Influence of HFD on insulin, mTORC1 signaling, and corticosterone. (a) Schema showing that activation of insulin receptor (IR) activates Phosphatidylinositol 3 kinase (PI3K) pathway, leading to Akt/mTORC1 signaling pathway involved in protein synthesis required for long-term synaptic plasticity. Phosphorylation (p) of GSK3 at serine 9 leads to the inhibition of GSK3 activity. Levels of the active form of GSK3 (dephosphorylated) are increased in depression, diabetes, and Alzheimer's disease. (b) Representative immunoblots obtained after 8 and 16 weeks of CD or HFD. (c–f) Quantitative results of phospho (p) protein immunoblots are based on total levels of protein for each particular kinase.

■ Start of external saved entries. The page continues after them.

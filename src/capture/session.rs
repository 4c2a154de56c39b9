//! Camera session controller.
//!
//! Owns at most one [`MediaStream`] at a time and walks it through
//! `Idle → Requesting → Active → Idle`, with `Error` recording the last
//! failed acquisition. The stream is released on stop, before a facing-mode
//! switch reacquires, after a successful capture, and when the session is
//! dropped.

use super::{
    AcquireError, CameraBackend, CameraConfig, CameraError, CapturedImage, FacingMode,
    ImageError, MediaStream, Resolution, StreamRequest,
};
use crate::metrics::MetricsRegistry;
use std::sync::Arc;
use thiserror::Error;
use tracing::{info, warn};

/// Message recorded when the startup probe fails.
pub const PROBE_FAILED_MESSAGE: &str = "Camera access denied or no camera found";

/// Lifecycle state of a [`CameraSession`].
#[derive(Debug, Clone, Copy, PartialEq, Eq)]
pub enum SessionState {
    Idle,
    Requesting,
    Active,
    Error,
}

/// Errors raised by [`CameraSession::capture`].
#[derive(Debug, Error)]
pub enum CaptureError {
    #[error("camera is not active")]
    NotActive,
    #[error("no frame available: {0}")]
    NoFrame(#[from] CameraError),
    #[error(transparent)]
    Encode(#[from] ImageError),
}

impl CaptureError {
    /// Message shown to the user.
    pub fn user_message(&self) -> &'static str {
        match self {
            CaptureError::NotActive => "Could not capture image. Please try again.",
            CaptureError::NoFrame(_) | CaptureError::Encode(_) => {
                "Failed to capture image. Please try again."
            }
        }
    }
}

/// What a preview surface needs to render the live stream.
#[derive(Debug, Clone, PartialEq, Eq)]
pub struct PreviewBinding {
    pub stream_id: String,
    pub facing_mode: FacingMode,
    /// Front-camera previews are shown mirrored.
    pub mirrored: bool,
    pub resolution: Option<Resolution>,
}

/// Controller for a single device camera stream.
pub struct CameraSession<B: CameraBackend> {
    backend: B,
    config: CameraConfig,
    state: SessionState,
    facing_mode: FacingMode,
    stream: Option<MediaStream>,
    preview: Option<PreviewBinding>,
    error: Option<String>,
    metrics: Option<Arc<MetricsRegistry>>,
}

impl<B: CameraBackend> CameraSession<B> {
    pub fn new(backend: B, config: CameraConfig) -> Self {
        let facing_mode = config.default_facing;
        Self {
            backend,
            config,
            state: SessionState::Idle,
            facing_mode,
            stream: None,
            preview: None,
            error: None,
            metrics: None,
        }
    }

    /// Records stream and capture events in `metrics`.
    pub fn with_metrics(mut self, metrics: Arc<MetricsRegistry>) -> Self {
        self.metrics = Some(metrics);
        self
    }

    pub fn state(&self) -> SessionState {
        self.state
    }

    pub fn is_active(&self) -> bool {
        self.state == SessionState::Active
    }

    /// Facing mode used by the next (or current) stream.
    pub fn facing_mode(&self) -> FacingMode {
        self.facing_mode
    }

    pub fn preview(&self) -> Option<&PreviewBinding> {
        self.preview.as_ref()
    }

    /// Last user-facing error, if any.
    pub fn error(&self) -> Option<&str> {
        self.error.as_deref()
    }

    pub fn clear_error(&mut self) {
        self.error = None;
    }

    pub fn config(&self) -> &CameraConfig {
        &self.config
    }

    /// One-shot acquire and release used to decide whether a camera is
    /// usable at all. Returns `true` without probing while a stream is live.
    pub fn probe_support(&mut self) -> bool {
        if self.stream.is_some() {
            return true;
        }
        let request = self.request(self.facing_mode);
        match self.backend.acquire(&request) {
            Ok(mut stream) => {
                stream.stop();
                true
            }
            Err(err) => {
                warn!(error = %err, "Camera support probe failed");
                self.error = Some(PROBE_FAILED_MESSAGE.to_string());
                false
            }
        }
    }

    /// Acquires a stream for `facing_mode`, releasing any current one first.
    ///
    /// On failure the session moves to [`SessionState::Error`] with a
    /// user-facing message; the attempt is not retried.
    pub fn start(&mut self, facing_mode: FacingMode) -> Result<(), AcquireError> {
        self.stop();
        self.facing_mode = facing_mode;
        self.error = None;
        self.state = SessionState::Requesting;

        let request = self.request(facing_mode);
        info!(facing = %facing_mode, ideal = %request.ideal, "Requesting camera stream");

        match self.backend.acquire(&request) {
            Ok(stream) => {
                let binding = PreviewBinding {
                    stream_id: stream.id().to_string(),
                    facing_mode,
                    mirrored: facing_mode == FacingMode::User,
                    resolution: stream.native_resolution(),
                };
                info!(stream = %binding.stream_id, "Camera stream active");
                self.preview = Some(binding);
                self.stream = Some(stream);
                self.state = SessionState::Active;
                if let Some(metrics) = &self.metrics {
                    metrics.record_stream_acquired();
                }
                Ok(())
            }
            Err(err) => {
                warn!(facing = %facing_mode, kind = err.kind(), error = %err, "Camera acquisition failed");
                self.error = Some(err.user_message());
                self.state = SessionState::Error;
                if let Some(metrics) = &self.metrics {
                    metrics.record_acquire_failure(err.kind());
                }
                Err(err)
            }
        }
    }

    /// Releases the stream and clears the preview. Safe to call in any state.
    /// The last error message is kept for display.
    pub fn stop(&mut self) {
        if let Some(mut stream) = self.stream.take() {
            stream.stop();
            if let Some(metrics) = &self.metrics {
                metrics.record_stream_released();
            }
        }
        self.preview = None;
        self.state = SessionState::Idle;
    }

    /// Flips the facing mode, restarting the stream if one is active.
    pub fn toggle_facing(&mut self) -> Result<(), AcquireError> {
        let next = self.facing_mode.toggled();
        if self.is_active() {
            self.start(next)
        } else {
            self.facing_mode = next;
            Ok(())
        }
    }

    /// Captures the current frame as a JPEG still and releases the stream.
    ///
    /// A failed capture leaves an active stream running so the user can
    /// retry without a new permission request.
    pub fn capture(&mut self) -> Result<CapturedImage, CaptureError> {
        let result = self.capture_frame();
        match &result {
            Ok(still) => {
                info!(size = %still.resolution(), bytes = still.len(), "Image captured");
                if let Some(metrics) = &self.metrics {
                    metrics.record_capture();
                }
                self.error = None;
                self.stop();
            }
            Err(err) => {
                warn!(error = %err, "Capture failed");
                self.error = Some(err.user_message().to_string());
            }
        }
        result
    }

    fn capture_frame(&mut self) -> Result<CapturedImage, CaptureError> {
        let stream = match (&mut self.stream, self.state) {
            (Some(stream), SessionState::Active) => stream,
            _ => return Err(CaptureError::NotActive),
        };

        let target = stream
            .native_resolution()
            .filter(|r| !r.is_empty())
            .unwrap_or_else(|| self.config.fallback_resolution());
        let frame = stream.read_frame()?;
        let mirror = self.facing_mode == FacingMode::User && self.config.mirror_user_capture;

        Ok(CapturedImage::from_frame(
            frame,
            target,
            self.facing_mode,
            mirror,
            self.config.jpeg_quality,
        )?)
    }

    fn request(&self, facing_mode: FacingMode) -> StreamRequest {
        StreamRequest {
            facing_mode,
            ideal: self.config.ideal_resolution(),
        }
    }
}

impl<B: CameraBackend> Drop for CameraSession<B> {
    fn drop(&mut self) {
        if self.stream.is_some() {
            info!("Camera session dropped; releasing stream");
        }
        self.stop();
    }
}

HFD differentially alters the phosphorylation of Akt, ERK, and P70S6K in the hippocampus, determined by western blot analysis but no change was detected in levels of mTOR. (g and h) Levels of insulin receptor and insulin 2 mRNA in hippocampus were determined by qPCR analysis: HFD (16 weeks) significantly increased insulin receptor mRNA and tended to increase insulin 2 mRNA. (i) HFD for 16 weeks also increased serum corticosterone levels (log-transformed data), and (j) hippocampal levels of CYP11B1 mRNA. Results are presented as the mean±SEM, n=8 per group. *P<0.05 compared with the control diet group (two-tailed Student's t-tests), ^#P=0.08. CYP11B1: cytochrome P450, family 11, subfamily B, polypeptide 1.